The last time I ventured a guess as to high an upswing might go, I suggested the 281 neighborhood (see the chart below) I’m not good at that kind of guessing but luckily nailed that one as SPY hit a high at 280.40 before ending the run around a closing 279. So I’ll venture another guess. If this is a fierce, multi-day run up into early January, in other words a “Santa Claus Rally”, it could get to the 250 neighborhood (see the chart) with 255 to 260 as formidable resistance beyond that.

(But, bulls, don’t let this bit of relief become a beacon of false hope, this will be, if it does come, another rally to sell.)

(click on the chart for a larger view)

#MarginDebt – The Reckoning has arrived…

You know those recaps that begin each new episode of TV shows with words like “Previously on Mad Men…Previously on Shameless…” or most appropriately in this case “Previously on Breaking Bad”?

For a year I’ve been watching for the end of this bull bubble and chronicled it’s slow rollover in the links in this link so let’s call this recap “Previously on Margin Debt”:

Margin Debt – the divergence that kills the bull

As has been noted before the trouble with this gauge from FINRA (it used to be from the NYSE) is that it is calculated and released always a month late. So during any given month one pretty much has to guess from price action what’s going on with the margin debt. Given how over extended it was, my guess October’s price action was probably finally killing the bull market (see the link above), and November would probably be the confirmation that the bear was out of it’s nine-year cave. Indeed, it was confirmation and the bear did emerge.

If one stares at the chart below for a while, it’s clear if history is any guide (at least based on the 2000 and 2007 bull bubbles) when margin debt comes apart it does not quit feeding on itself until the SPX declines 40 to 50 percent.

Ai-yi-yi, long-term holders!

But can this time be different? Of course it can. Margin Debt this time is coming down from higher levels than even 2000 and 2007. What if different turns out to be the same as 1929-1932? Talk about a “Presidential cycle” – the last “businessman” to be President was Herbert Hoover who presided over the worst bear market in history.

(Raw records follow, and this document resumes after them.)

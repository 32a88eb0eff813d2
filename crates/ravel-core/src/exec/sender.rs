//! Composable asynchronous dataflow.
//!
//! A [`Sender<T>`] is a value describing a not-yet-started computation that
//! completes on exactly one of three channels: a typed value, a
//! [`RavelError`], or "stopped" (cancelled, nothing produced). Composition
//! operators are pure: they return a new sender and start no work. Work
//! begins when the sender is connected to a receiver via [`Sender::start`],
//! [`Sender::start_detached`], or [`Sender::sync_wait`]; the intermediate
//! closures own all state for the lifetime of the computation.
//!
//! Panics inside a step are caught and routed down the error channel, so a
//! misbehaving handler degrades into an error completion instead of tearing
//! down a worker thread.

use std::any::Any;
use std::panic::{self, AssertUnwindSafe};

use tracing::{debug, warn};

use super::pool::Scheduler;
use crate::error::{RavelError, RavelResult};

/// Terminal outcome of a sender.
pub enum Completion<T> {
    Value(T),
    Error(RavelError),
    Stopped,
}

type BoxReceiver<T> = Box<dyn FnOnce(Completion<T>) + Send>;

/// A lazily-started asynchronous computation producing `T`.
pub struct Sender<T> {
    start_fn: Box<dyn FnOnce(BoxReceiver<T>) + Send>,
}

impl<T: Send + 'static> Sender<T> {
    /// Build a sender from a raw start function. The function receives the
    /// continuation and must eventually invoke it exactly once.
    pub fn new(start_fn: impl FnOnce(BoxReceiver<T>) + Send + 'static) -> Self {
        Self {
            start_fn: Box::new(start_fn),
        }
    }

    /// An already-complete sender producing `value`.
    pub fn just(value: T) -> Self {
        Self::new(move |receiver| receiver(Completion::Value(value)))
    }

    /// An already-failed sender carrying `error`.
    pub fn fail(error: RavelError) -> Self {
        Self::new(move |receiver| receiver(Completion::Error(error)))
    }

    /// An already-stopped sender.
    pub fn stopped() -> Self {
        Self::new(move |receiver| receiver(Completion::Stopped))
    }

    /// Connect `receiver` and begin execution.
    pub fn start(self, receiver: impl FnOnce(Completion<T>) + Send + 'static) {
        (self.start_fn)(Box::new(receiver));
    }

    /// If upstream produces a value, run `f` on it in the upstream's
    /// completion context. Errors and stops pass through untouched.
    pub fn then<U, F>(self, f: F) -> Sender<U>
    where
        U: Send + 'static,
        F: FnOnce(T) -> U + Send + 'static,
    {
        Sender::new(move |receiver: BoxReceiver<U>| {
            self.start(move |completion| match completion {
                Completion::Value(value) => {
                    match panic::catch_unwind(AssertUnwindSafe(move || f(value))) {
                        Ok(out) => receiver(Completion::Value(out)),
                        Err(payload) => receiver(Completion::Error(panic_error(payload))),
                    }
                }
                Completion::Error(err) => receiver(Completion::Error(err)),
                Completion::Stopped => receiver(Completion::Stopped),
            });
        })
    }

    /// Like [`then`](Self::then), but `f` returns a sender which is awaited
    /// transparently. Enables dynamic selection of the next step.
    pub fn let_value<U, F>(self, f: F) -> Sender<U>
    where
        U: Send + 'static,
        F: FnOnce(T) -> Sender<U> + Send + 'static,
    {
        Sender::new(move |receiver: BoxReceiver<U>| {
            self.start(move |completion| match completion {
                Completion::Value(value) => {
                    match panic::catch_unwind(AssertUnwindSafe(move || f(value))) {
                        Ok(next) => next.start(receiver),
                        Err(payload) => receiver(Completion::Error(panic_error(payload))),
                    }
                }
                Completion::Error(err) => receiver(Completion::Error(err)),
                Completion::Stopped => receiver(Completion::Stopped),
            });
        })
    }

    /// Recover an upstream error into a value.
    pub fn upon_error<F>(self, f: F) -> Sender<T>
    where
        F: FnOnce(RavelError) -> T + Send + 'static,
    {
        Sender::new(move |receiver: BoxReceiver<T>| {
            self.start(move |completion| match completion {
                Completion::Value(value) => receiver(Completion::Value(value)),
                Completion::Error(err) => {
                    match panic::catch_unwind(AssertUnwindSafe(move || f(err))) {
                        Ok(out) => receiver(Completion::Value(out)),
                        Err(payload) => receiver(Completion::Error(panic_error(payload))),
                    }
                }
                Completion::Stopped => receiver(Completion::Stopped),
            });
        })
    }

    /// Recover an upstream stop into a value.
    pub fn upon_stopped<F>(self, f: F) -> Sender<T>
    where
        F: FnOnce() -> T + Send + 'static,
    {
        Sender::new(move |receiver: BoxReceiver<T>| {
            self.start(move |completion| match completion {
                Completion::Value(value) => receiver(Completion::Value(value)),
                Completion::Error(err) => receiver(Completion::Error(err)),
                Completion::Stopped => match panic::catch_unwind(AssertUnwindSafe(f)) {
                    Ok(out) => receiver(Completion::Value(out)),
                    Err(payload) => receiver(Completion::Error(panic_error(payload))),
                },
            });
        })
    }

    /// Begin executing without a handle. Errors are logged and swallowed.
    pub fn start_detached(self) {
        self.start(|completion: Completion<T>| match completion {
            Completion::Value(_) => {}
            Completion::Error(err) => warn!(error = %err, "detached sender completed with error"),
            Completion::Stopped => debug!("detached sender stopped"),
        });
    }

    /// Begin executing and block the calling thread until completion.
    ///
    /// Returns `Ok(Some(value))`, `Ok(None)` on the stopped channel, or the
    /// error. Must not be called from a thread the sender needs to make
    /// progress (a pool worker the sender schedules onto).
    pub fn sync_wait(self) -> RavelResult<Option<T>> {
        let (tx, rx) = flume::bounded(1);
        self.start(move |completion: Completion<T>| {
            let _ = tx.send(completion);
        });
        match rx.recv() {
            Ok(Completion::Value(value)) => Ok(Some(value)),
            Ok(Completion::Error(err)) => Err(err),
            Ok(Completion::Stopped) => Ok(None),
            // Receiver dropped without completing: the task never ran.
            Err(_) => Err(RavelError::Cancelled),
        }
    }
}

/// A sender that completes with no value on `scheduler`'s execution context.
pub fn schedule<S>(scheduler: &S) -> Sender<()>
where
    S: Scheduler + Clone + 'static,
{
    let scheduler = scheduler.clone();
    Sender::new(move |receiver: BoxReceiver<()>| {
        scheduler.schedule(Box::new(move || receiver(Completion::Value(()))));
    })
}

fn panic_error(payload: Box<dyn Any + Send>) -> RavelError {
    let message = if let Some(s) = payload.downcast_ref::<&str>() {
        (*s).to_string()
    } else if let Some(s) = payload.downcast_ref::<String>() {
        s.clone()
    } else {
        "handler panicked".to_string()
    };
    RavelError::Handler(message)
}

Different is never really different. It really means all things must change so that all can return to being the same.

America has had magnificent prosperity from 1945 to… Picking a time depends where one sits on the income inequality scale but I suppose for the vast majority of Americans the time was the 1980s when prosperity began to fray, the American dream began to fade. Read an telling opinion piece on this just yesterday – American Capitalism Isn’t Working. Needless to say it can be fixed but the fix is going to take a lot of year now. It’s going to be long climb back and we’ve not even hit bottom.

I could be wrong about this, of course, since market psychology can run amok even in the face of time and all sorts of fundamental foolishness.

In the meantime, as J.P. Morgan so famously put it “the market will fluctuate.” There will continue to be plunges to buy and bounces to sell. For those of us who actively play this game, that’s all that matters to make money.